I think that I am trying to strike a balance, at least in my own mind, as far as nature and medicine are concerned. I know that I don't want to just lie down and die. Not yet. But I also know that there will come a time when that is right. I am glad that the medical science existed to cure me of the illnesses I had in the 1990s, not to mention the terrible pain I was in, and all the time... And I was happy that they could deal with my mother's breast cancer and my father's skin cancer.
But, when my Mom had ALS, at first it was alright, when the medical care she received helped her function and feel better. But, once she couldn't walk, talk, swallow, etc., she was nothing but a brain and fingers - she could communicate via typing, and her mind was fully functional, but even she was done with her life, satisfied with her experience, and wanting to let go. Her husband didn't want to let her. He wasn't ready. In the weeks before she died, she told me that she just wanted it all to be done with, which is why she chose not to get a respirator like her husband wanted her to do. She had become a Catholic. She and I had had a number of discussions about spirituality, the fundamental nature of human existence, that type of light-hearted stuff... She had had visions in church, that Jesus on the crucifix was alive and beckoning to her. She wanted an audience with Pope John Paul II, who had passed away by then. She had righted the wrongs she had done in her life, and made peace with almost everyone she had had trouble with. She was tired. She was trapped in her body. She wanted out. And she was afraid that her husband and the doctors would take action to keep her alive against her will, and against nature's will. Fortunately, she died too quickly for that to happen. And I think that she was onto something, there. It almost sounds cruel, or inhuman, but I honestly believe that there comes a point where it is best to let God/nature/science take His/her/its course, and stop fighting.
Back to the duck rescue… I did most of the duck interaction, as we had the dogs with us.

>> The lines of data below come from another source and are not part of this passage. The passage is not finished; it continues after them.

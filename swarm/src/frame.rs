use bytemuck::bytes_of;
use log::warn;

use crate::{
    constants::{BACKGROUND, CLOCK_STEP},
    cull, draw,
    device::GpuDevice,
    lifecycle::Simulation,
    resources::ClockUniform,
};

/// The clock shared by every chunk, advanced once per iteration.
#[derive(Copy, Clone, Debug, PartialEq)]
pub struct SimClock {
    time: f32,
    step: f32,
}

impl Default for SimClock {
    fn default() -> Self {
        Self::new(CLOCK_STEP)
    }
}

impl SimClock {
    pub fn new(step: f32) -> Self {
        Self { time: 0.0, step }
    }

    pub fn time(&self) -> f32 {
        self.time
    }

    pub fn advance(&mut self) -> ClockUniform {
        self.time += self.step;
        self.uniform()
    }

    pub fn uniform(&self) -> ClockUniform {
        ClockUniform {
            time: self.time,
            _pad: [0.0; 3],
        }
    }
}

/// The pending iteration of the frame loop.
///
/// An iteration only runs when the schedule is armed. The driver disarms it on
/// entry and re-arms it when the iteration is done, and teardown disarms it
/// before any buffer is released, so a host callback that fires late finds
/// nothing to run.
#[derive(Debug, Default)]
pub struct FrameSchedule {
    armed: bool,
}

impl FrameSchedule {
    pub fn arm(&mut self) {
        self.armed = true;
    }

    pub fn cancel(&mut self) {
        self.armed = false;
    }

    pub fn is_armed(&self) -> bool {
        self.armed
    }

    /// Consumes the pending iteration, if any.
    pub fn take(&mut self) -> bool {
        std::mem::take(&mut self.armed)
    }
}

/// Runs one iteration: clock, per-chunk reset and update, one render pass
/// drawing every chunk, one submission.
///
/// Returns whether work was submitted; `false` means the surface had no
/// target and the iteration was skipped after advancing the clock.
pub fn run_frame<D: GpuDevice>(device: &mut D, sim: &mut Simulation<D>) -> bool {
    let clock = sim.clock.advance();
    if let Some(uniforms) = &sim.resources.uniforms {
        device.write_buffer(&uniforms.clock, 0, bytes_of(&clock));
    }

    let Some(mut frame) = device.begin_frame() else {
        warn!("No surface target, skipping frame at t={}", clock.time);
        return false;
    };

    let workgroups = sim.plan.workgroups_per_chunk();
    for (chunk, bindings) in sim.resources.chunks.iter().zip(&sim.bindings) {
        cull::reset_chunk(device, chunk);
        cull::encode_update(device, &mut frame, &sim.kernels, bindings, chunk, workgroups);
    }

    device.begin_draw(&mut frame, BACKGROUND);
    for (chunk, bindings) in sim.resources.chunks.iter().zip(&sim.bindings) {
        draw::encode_draw(device, &mut frame, &sim.kernels, bindings, chunk);
    }

    device.submit(frame);
    true
}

Morgan held on to them and got the stuff from Adventures by the Sea, while I kept him away from the other people and critters that were interested. Actually, I think it was a she, but I don't know when ducks get their definitive coloring. When Morgan came back with the box, I picked the duck up, because, especially with the dogs there, it was easier for me to do it than to explain it to Morgan. Next time, I'll let her, though. I put the duck in the box, and then I took the dogs, and Morgan held the duck. When the ladies got there, the Marine Mammal Center had already arrived. Morgan had already spoken to them, and then we waited for the SPCA. Watching the sea lion rescue was interesting too. Fortunately, he did not seem to be too far gone to be saved. He put up quite a fight, I must say. Morgan was extremely excited. Her main concern, once he was in the box, was why they don't have a lift on their truck... she's a practical one, that girl! I’ll put the videos on here tonight after work.